Saved data entries:

============

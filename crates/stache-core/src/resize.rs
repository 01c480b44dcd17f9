//! Resize-to-bounds: uniform scaling driven by the short edge, capped by the long edge.

use image::imageops::{self, FilterType};
use image::{GenericImageView, ImageBuffer, Pixel};
use thiserror::Error;

#[derive(Error, Debug, PartialEq)]
pub enum ResizeError {
    #[error("cannot resize an empty {0}x{1} image")]
    EmptyImage(u32, u32),
    #[error("target and max sizes must be non-zero (target={target}, max={max})")]
    InvalidBounds { target: u32, max: u32 },
}

type Resized<I> = ImageBuffer<<I as GenericImageView>::Pixel, Vec<<<I as GenericImageView>::Pixel as Pixel>::Subpixel>>;

/// Scale factor that brings the short edge to `target_size` unless that
/// would push the long edge past `max_size`, in which case the long edge
/// lands on `max_size` instead.
pub fn scale_for(width: u32, height: u32, target_size: u32, max_size: u32) -> Result<f64, ResizeError> {
    if width == 0 || height == 0 {
        return Err(ResizeError::EmptyImage(width, height));
    }
    if target_size == 0 || max_size == 0 {
        return Err(ResizeError::InvalidBounds { target: target_size, max: max_size });
    }

    let short = f64::from(width.min(height));
    let long = f64::from(width.max(height));
    let scale = f64::from(target_size) / short;
    if (scale * long).round() > f64::from(max_size) {
        Ok(f64::from(max_size) / long)
    } else {
        Ok(scale)
    }
}

/// Output dimensions for `scale`, never below one pixel.
pub fn scaled_dimensions(width: u32, height: u32, scale: f64) -> (u32, u32) {
    let w = (f64::from(width) * scale).round().max(1.0) as u32;
    let h = (f64::from(height) * scale).round().max(1.0) as u32;
    (w, h)
}

/// Resize `image` by [`scale_for`] with bilinear resampling.
///
/// Returns the new image and the scale applied.
pub fn resize_to_bounds<I>(image: &I, target_size: u32, max_size: u32) -> Result<(Resized<I>, f64), ResizeError>
where
    I: GenericImageView,
    I::Pixel: 'static,
    <I::Pixel as Pixel>::Subpixel: 'static,
{
    let (width, height) = image.dimensions();
    let scale = scale_for(width, height, target_size, max_size)?;
    let (new_w, new_h) = scaled_dimensions(width, height, scale);

    tracing::debug!(width, height, new_w, new_h, scale, "resize to bounds");
    Ok((imageops::resize(image, new_w, new_h, FilterType::Triangle), scale))
}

============

(Aim of the task)
Write down every line of the data above that includes the string "Result".

(Task answer)
pub fn scale_for(width: u32, height: u32, target_size: u32, max_size: u32) -> Result<f64, ResizeError> {
pub fn resize_to_bounds<I>(image: &I, target_size: u32, max_size: u32) -> Result<(Resized<I>, f64), ResizeError>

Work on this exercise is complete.